5. Electromagnetic radiation shielding will be detailed in building codes. To make buildings healthier, and to prevent interference with delicate electronics, including individuals’ medical devices — pacemakers, insulin pumps, deep-brain stimulators, cochlear implants, internal defibrillators, and other RF-sensitive medical implants — builders will need to electromagnetically shield buildings and rooms. One consideration is that all types of non-ionizing electromagnetic radiation induce low level electrical “noise” in electric power circuits, potentially impacting both delicate electronics and health. Shielding will be especially important for hospitals, schools, and nursing facilities. IEEE already provides standards and guidelines for such shielding.

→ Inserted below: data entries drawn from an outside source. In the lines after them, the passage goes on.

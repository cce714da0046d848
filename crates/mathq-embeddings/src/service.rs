//! Embedding service trait and mock implementation.

use async_trait::async_trait;
use sha2::{Digest, Sha256};
use std::sync::atomic::{AtomicBool, Ordering};

use crate::errors::{EmbeddingError, Result};
use crate::normalize::l2_normalize;

/// Trait for embedding text into vectors.
///
/// Implementations must return vectors of a single, consistent dimension;
/// corpus-vs-query dimension agreement is enforced downstream by the index.
#[async_trait]
pub trait EmbeddingService: Send + Sync {
    /// Embed a batch of texts, preserving input order.
    async fn embed(&self, texts: &[String]) -> Result<Vec<Vec<f32>>>;

    /// Embed a single text (default: calls `embed` with one item).
    async fn embed_single(&self, text: &str) -> Result<Vec<f32>> {
        let results = self.embed(&[text.to_string()]).await?;
        results
            .into_iter()
            .next()
            .ok_or_else(|| EmbeddingError::Inference("empty result".into()))
    }
}

/// Mock embedding service for testing.
///
/// Generates deterministic embeddings by hashing input text with SHA-256,
/// using the hash bytes as seeds for the vector components. Identical texts
/// always map to identical unit vectors, so a text embedded at build time
/// and again at query time scores 1.0 against itself.
pub struct MockEmbeddingService {
    dims: usize,
    failing: AtomicBool,
}

impl MockEmbeddingService {
    /// Create a new mock service with the given dimensions.
    pub fn new(dims: usize) -> Self {
        Self {
            dims,
            failing: AtomicBool::new(false),
        }
    }

    /// Make every subsequent call fail, for collaborator-failure tests.
    pub fn set_failing(&self, failing: bool) {
        self.failing.store(failing, Ordering::SeqCst);
    }

    fn hash_to_vector(&self, text: &str) -> Vec<f32> {
        let mut hasher = Sha256::new();
        hasher.update(text.as_bytes());
        let hash = hasher.finalize();

        let mut v: Vec<f32> = (0..self.dims)
            .map(|i| {
                let byte_idx = i % hash.len();
                // Map byte to [-1, 1] range
                (f32::from(hash[byte_idx]) / 127.5) - 1.0
            })
            .collect();

        l2_normalize(&mut v);
        v
    }
}

#[async_trait]
impl EmbeddingService for MockEmbeddingService {
    async fn embed(&self, texts: &[String]) -> Result<Vec<Vec<f32>>> {
        if self.failing.load(Ordering::SeqCst) {
            return Err(EmbeddingError::Inference("mock failure injected".into()));
        }
        Ok(texts.iter().map(|t| self.hash_to_vector(t)).collect())
    }
}

#[cfg(test)]
mod tests {
    use super::*;
    use crate::normalize::l2_norm;

    #[tokio::test]
    async fn mock_single_returns_correct_dims() {
        let svc = MockEmbeddingService::new(64);
        let result = svc.embed_single("test").await.unwrap();
        assert_eq!(result.len(), 64);
    }

    #[tokio::test]
    async fn mock_batch_preserves_order_and_count() {
        let svc = MockEmbeddingService::new(32);
        let texts = vec!["a".to_string(), "b".to_string(), "c".to_string()];
        let results = svc.embed(&texts).await.unwrap();
        assert_eq!(results.len(), 3);
        let again = svc.embed_single("b").await.unwrap();
        assert_eq!(results[1], again);
    }

    #[tokio::test]
    async fn mock_deterministic_same_input() {
        let svc = MockEmbeddingService::new(64);
        let a = svc.embed_single("hello world").await.unwrap();
        let b = svc.embed_single("hello world").await.unwrap();
        assert_eq!(a, b);
    }

    #[tokio::test]
    async fn mock_different_inputs_different_outputs() {
        let svc = MockEmbeddingService::new(64);
        let a = svc.embed_single("hello").await.unwrap();
        let b = svc.embed_single("world").await.unwrap();
        assert_ne!(a, b);
    }

    #[tokio::test]
    async fn mock_outputs_are_unit_vectors() {
        let svc = MockEmbeddingService::new(64);
        let v = svc.embed_single("What is 2 + 2?").await.unwrap();
        assert!((l2_norm(&v) - 1.0).abs() < 1e-5);
    }

    #[tokio::test]
    async fn mock_failure_injection_returns_error() {
        let svc = MockEmbeddingService::new(64);
        svc.set_failing(true);
        let result = svc.embed_single("test").await;
        assert!(matches!(result, Err(EmbeddingError::Inference(_))));
    }
}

Other predictions, which I may cover in future columns:

Conclusion

Undoubtedly, many readers of this article have seen other articles presenting some of the same issues, because the important findings of bioelectromagnetics science are finally beginning to be reported objectively and thus known and discussed.

My April 19, 2017, Directions article was about “first principles” for smart cities. Dr. John Snow’s mapping of the 1854 London cholera outbreak was an early inspiration for geographers. Electromagnetic fields present a more difficult problem, but the principal is the same: Public health is a priority in cities, so we need to understand, locate, avoid, and remediate disease agents. Developing and encouraging the use of an open international standard data model for electromagnetic fields will be one piece of the puzzle eventually, and that’s what I’m working on. But the most important work is the work that will be done in the near term by people who organize to urge officials to address legitimate concerns about the health hazards of wireless technologies.